Data for this task ▸
//! Test fixtures shared by unit tests across the engine and by the
//! integration-test crate.

use crate::adapters::{InMemoryStreamRegistry, InMemoryStreamStorage};
use crate::domain::{make_envelope, EngineConfig, MiniblockInfo, ParsedEvent};
use crate::ports::inbound::{next_receiver_id, SyncReceiver};
use crate::ports::outbound::{EventSigner, EventVerifier, StreamRegistry};
use crate::service::EngineParams;
use parking_lot::Mutex;
use sha2::{Digest, Sha256};
use shared_types::{
    Address, EventPayload, Hash, InceptionPayload, MembershipOp, MembershipPayload, MessagePayload,
    Signature, StreamAndCookie, StreamError, StreamId, StreamKind, StreamPayload, StreamSettings,
};
use std::sync::Arc;

fn sha256(parts: &[&[u8]]) -> [u8; 32] {
    let mut hasher = Sha256::new();
    for part in parts {
        hasher.update(part);
    }
    hasher.finalize().into()
}

/// Deterministic signer for tests. Signatures are not cryptographically
/// meaningful; pair it with [`AcceptAllVerifier`].
#[derive(Debug, Clone)]
pub struct TestSigner {
    seed: u8,
}

impl TestSigner {
    /// Signer whose address is `[seed; 20]`.
    pub fn new(seed: u8) -> Self {
        Self { seed }
    }
}

impl EventSigner for TestSigner {
    fn address(&self) -> Address {
        [self.seed; 20]
    }

    fn sign(&self, payload: &[u8]) -> Result<Signature, StreamError> {
        let a = sha256(&[payload]);
        let b = sha256(&[&[self.seed], payload]);
        let mut sig = [0u8; 65];
        sig[..32].copy_from_slice(&a);
        sig[32..64].copy_from_slice(&b);
        sig[64] = self.seed;
        Ok(sig)
    }
}

/// Verifier that accepts every event.
#[derive(Debug, Default, Clone)]
pub struct AcceptAllVerifier;

impl EventVerifier for AcceptAllVerifier {
    fn verify(&self, _event: &ParsedEvent) -> Result<(), StreamError> {
        Ok(())
    }
}

/// A channel stream id with a recognizable payload byte.
pub fn channel_id(n: u8) -> StreamId {
    StreamId::new(StreamKind::Channel, &[n; 31])
}

/// An inception event for `stream_id`.
pub fn inception_event(
    signer: &dyn EventSigner,
    stream_id: StreamId,
    disable_miniblock_creation: bool,
) -> ParsedEvent {
    make_envelope(
        signer,
        EventPayload {
            creator: signer.address(),
            prev_miniblock_hash: shared_types::ZERO_HASH,
            salt: 0,
            payload: StreamPayload::Inception(InceptionPayload {
                stream_id,
                settings: StreamSettings {
                    disable_miniblock_creation,
                },
            }),
        },
    )
    .expect("test inception event")
}

/// A join event for `user`.
pub fn membership_event(signer: &dyn EventSigner, prev: Hash, user: Address) -> ParsedEvent {
    make_envelope(
        signer,
        EventPayload {
            creator: signer.address(),
            prev_miniblock_hash: prev,
            salt: u64::from(user[0]),
            payload: StreamPayload::Membership(MembershipPayload {
                op: MembershipOp::Join,
                user,
            }),
        },
    )
    .expect("test membership event")
}

/// A message event with `salt` controlling the hash.
pub fn message_event(signer: &dyn EventSigner, prev: Hash, salt: u64) -> ParsedEvent {
    make_envelope(
        signer,
        EventPayload {
            creator: signer.address(),
            prev_miniblock_hash: prev,
            salt,
            payload: StreamPayload::Message(MessagePayload {
                content: format!("message {salt}").into_bytes(),
            }),
        },
    )
    .expect("test message event")
}

/// Engine wiring over fresh in-memory adapters. The registry's node set
/// is just this node.
pub fn test_params() -> (
    Arc<EngineParams>,
    Arc<InMemoryStreamStorage>,
    Arc<InMemoryStreamRegistry>,
) {
    test_params_with_config(EngineConfig::default())
}

/// Same as [`test_params`] with an explicit engine config.
pub fn test_params_with_config(
    config: EngineConfig,
) -> (
    Arc<EngineParams>,
    Arc<InMemoryStreamStorage>,
    Arc<InMemoryStreamRegistry>,
) {
    let signer = Arc::new(TestSigner::new(1));
    let storage = Arc::new(InMemoryStreamStorage::new());
    let registry = Arc::new(InMemoryStreamRegistry::new(vec![signer.address()], 1));
    let params = Arc::new(EngineParams {
        storage: storage.clone(),
        registry: registry.clone(),
        signer,
        verifier: Arc::new(AcceptAllVerifier),
        config,
    });
    (params, storage, registry)
}

/// Register a stream in the registry with a signed genesis miniblock,
/// as stream creation would. Returns the genesis hash.
pub async fn bootstrap_stream(
    registry: &InMemoryStreamRegistry,
    signer: &dyn EventSigner,
    stream_id: StreamId,
    disable_miniblock_creation: bool,
) -> Hash {
    let inception = inception_event(signer, stream_id, disable_miniblock_creation);
    let genesis =
        MiniblockInfo::make_genesis(signer, &[inception], 1_000).expect("test genesis miniblock");
    let bytes = genesis.to_bytes().expect("test genesis bytes");
    registry
        .allocate_stream(stream_id, genesis.hash, bytes)
        .await
        .expect("test stream allocation");
    genesis.hash
}

/// Receiver that records everything it is told, for assertions.
pub struct CollectingReceiver {
    id: u64,
    /// Updates in delivery order.
    pub updates: Mutex<Vec<StreamAndCookie>>,
    /// Sync errors in delivery order.
    pub errors: Mutex<Vec<StreamError>>,
    /// Down notices in delivery order.
    pub downs: Mutex<Vec<StreamId>>,
}

impl CollectingReceiver {
    pub fn new() -> Arc<Self> {
        Arc::new(Self {
            id: next_receiver_id(),
            updates: Mutex::new(Vec::new()),
            errors: Mutex::new(Vec::new()),
            downs: Mutex::new(Vec::new()),
        })
    }

    /// Flattened envelope hashes across all received updates.
    pub fn update_hashes(&self) -> Vec<Hash> {
        self.updates
            .lock()
            .iter()
            .flat_map(|u| u.events.iter().map(|e| e.hash))
            .collect()
    }
}

impl SyncReceiver for CollectingReceiver {
    fn receiver_id(&self) -> u64 {
        self.id
    }

    fn on_update(&self, update: StreamAndCookie) {
        self.updates.lock().push(update);
    }

    fn on_sync_error(&self, err: StreamError) {
        self.errors.lock().push(err);
    }

    fn on_stream_down(&self, stream_id: StreamId) {
        self.downs.lock().push(stream_id);
    }
}
//! Deterministic unit-economics calculations: SEC figures and tradable
//! certificate accounting. Pure functions, no state.

pub mod escerts;
pub mod sec;

pub use escerts::*;
pub use sec::*;

/// MMBTU per tonne of oil equivalent
pub const MMBTU_PER_TOE: f64 = 41.868;

/// Tonnes of CO2 emitted per MMBTU of refinery fuel
pub const CO2_TONNES_PER_MMBTU: f64 = 0.07;
//! Predictive model application: the fitted staggered diff-in-diff
//! specification and the Monte Carlo compliance simulator built on top of it.

pub mod montecarlo;
pub mod predictor;

pub use montecarlo::*;
pub use predictor::*;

Exercise brief ▸ Scan the data above for the word "montecarlo". Copy every line in which it is found.

Task result ▸
pub mod montecarlo;
pub use montecarlo::*;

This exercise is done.